• DATA FOR THIS EXERCISE:
//! Remote data store access.
//!
//! # Tables
//!
//! - `orders` - Placed orders, one row per checkout
//! - `user_profiles` - One row per user, keyed by `user_id`
//! - `contact_messages` - Contact form submissions
//!
//! Rows travel as JSON objects through the [`RemoteStore`] trait. Typed
//! repositories sit on top and own the (de)serialization.

pub mod contact;
mod memory;
pub mod orders;
pub mod profiles;

pub use contact::ContactRepository;
pub use memory::MemoryStore;
pub use orders::OrderRepository;
pub use profiles::{ProfileCache, ProfileRepository};

use async_trait::async_trait;
use serde_json::Value;
use thiserror::Error;

use crate::supabase::SupabaseError;

/// Errors that can occur during repository operations.
#[derive(Debug, Error)]
pub enum RepositoryError {
    /// The backend rejected or failed the request.
    #[error("backend error: {0}")]
    Backend(#[from] SupabaseError),

    /// A row could not be decoded into its record type.
    #[error("data corruption: {0}")]
    DataCorruption(String),

    /// Requested row was not found.
    #[error("not found")]
    NotFound,

    /// Constraint violation (e.g., duplicate `user_id`).
    #[error("constraint violation: {0}")]
    Conflict(String),

    /// The store cannot be reached.
    #[error("store unavailable: {0}")]
    Unavailable(String),
}

impl From<serde_json::Error> for RepositoryError {
    fn from(e: serde_json::Error) -> Self {
        Self::DataCorruption(e.to_string())
    }
}

/// Backend tables.
#[derive(Debug, Clone, Copy, PartialEq, Eq, Hash)]
pub enum Table {
    Orders,
    UserProfiles,
    ContactMessages,
}

impl Table {
    /// Table name on the backend.
    #[must_use]
    pub const fn as_str(self) -> &'static str {
        match self {
            Self::Orders => "orders",
            Self::UserProfiles => "user_profiles",
            Self::ContactMessages => "contact_messages",
        }
    }

    /// Column with a unique constraint.
    #[must_use]
    pub const fn unique_column(self) -> &'static str {
        match self {
            Self::Orders | Self::ContactMessages => "id",
            Self::UserProfiles => "user_id",
        }
    }
}

impl std::fmt::Display for Table {
    fn fmt(&self, f: &mut std::fmt::Formatter<'_>) -> std::fmt::Result {
        f.write_str(self.as_str())
    }
}

/// Sort direction.
#[derive(Debug, Clone, Copy, PartialEq, Eq)]
pub enum Direction {
    Asc,
    Desc,
}

/// Equality filter on a column.
#[derive(Debug, Clone, PartialEq, Eq)]
pub struct Filter {
    pub column: String,
    pub value: String,
}

/// A row selection: equality filters, one ordering column, and a limit.
#[derive(Debug, Clone, Default, PartialEq, Eq)]
pub struct Query {
    pub filters: Vec<Filter>,
    pub order: Option<(String, Direction)>,
    pub limit: Option<usize>,
}

impl Query {
    /// Select every row.
    #[must_use]
    pub fn new() -> Self {
        Self::default()
    }

    /// Keep rows where `column` equals `value`.
    #[must_use]
    pub fn eq(mut self, column: &str, value: impl ToString) -> Self {
        self.filters.push(Filter {
            column: column.to_string(),
            value: value.to_string(),
        });
        self
    }

    /// Order by `column`.
    #[must_use]
    pub fn order_by(mut self, column: &str, direction: Direction) -> Self {
        self.order = Some((column.to_string(), direction));
        self
    }

    /// Return at most `n` rows.
    #[must_use]
    pub const fn limit(mut self, n: usize) -> Self {
        self.limit = Some(n);
        self
    }
}

/// Row-level access to the backend tables.
///
/// Implementations return inserted and updated rows as stored (with
/// server-generated columns filled in).
#[async_trait]
pub trait RemoteStore: Send + Sync + 'static {
    /// Insert one row and return it.
    async fn insert(&self, table: Table, row: Value) -> Result<Value, RepositoryError>;

    /// Select rows matching `query`.
    async fn select(&self, table: Table, query: &Query) -> Result<Vec<Value>, RepositoryError>;

    /// Merge `patch` into every row matching `filters` and return the updated rows.
    async fn update(
        &self,
        table: Table,
        filters: &[Filter],
        patch: Value,
    ) -> Result<Vec<Value>, RepositoryError>;
}

/// Decode exactly one row, or `NotFound`.
pub(crate) fn single<T: serde::de::DeserializeOwned>(
    rows: Vec<Value>,
) -> Result<T, RepositoryError> {
    let row = rows.into_iter().next().ok_or(RepositoryError::NotFound)?;
    Ok(serde_json::from_value(row)?)
}

/// Current time as an RFC 3339 timestamp for `updated_at` columns.
pub(crate) fn now_timestamp() -> Value {
    Value::String(chrono::Utc::now().to_rfc3339_opts(chrono::SecondsFormat::Nanos, true))
}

• EXERCISE OBJECTIVE:
Your task is to reproduce exactly the lines that begin with the one containing "async fn insert(&self, table: Table, row: Value)" and continue to the end of the data, both ends included.

• RESULT:
    async fn insert(&self, table: Table, row: Value) -> Result<Value, RepositoryError>;

    /// Select rows matching `query`.
    async fn select(&self, table: Table, query: &Query) -> Result<Vec<Value>, RepositoryError>;

    /// Merge `patch` into every row matching `filters` and return the updated rows.
    async fn update(
        &self,
        table: Table,
        filters: &[Filter],
        patch: Value,
    ) -> Result<Vec<Value>, RepositoryError>;
}

/// Decode exactly one row, or `NotFound`.
pub(crate) fn single<T: serde::de::DeserializeOwned>(
    rows: Vec<Value>,
) -> Result<T, RepositoryError> {
    let row = rows.into_iter().next().ok_or(RepositoryError::NotFound)?;
    Ok(serde_json::from_value(row)?)
}

/// Current time as an RFC 3339 timestamp for `updated_at` columns.
pub(crate) fn now_timestamp() -> Value {
    Value::String(chrono::Utc::now().to_rfc3339_opts(chrono::SecondsFormat::Nanos, true))
}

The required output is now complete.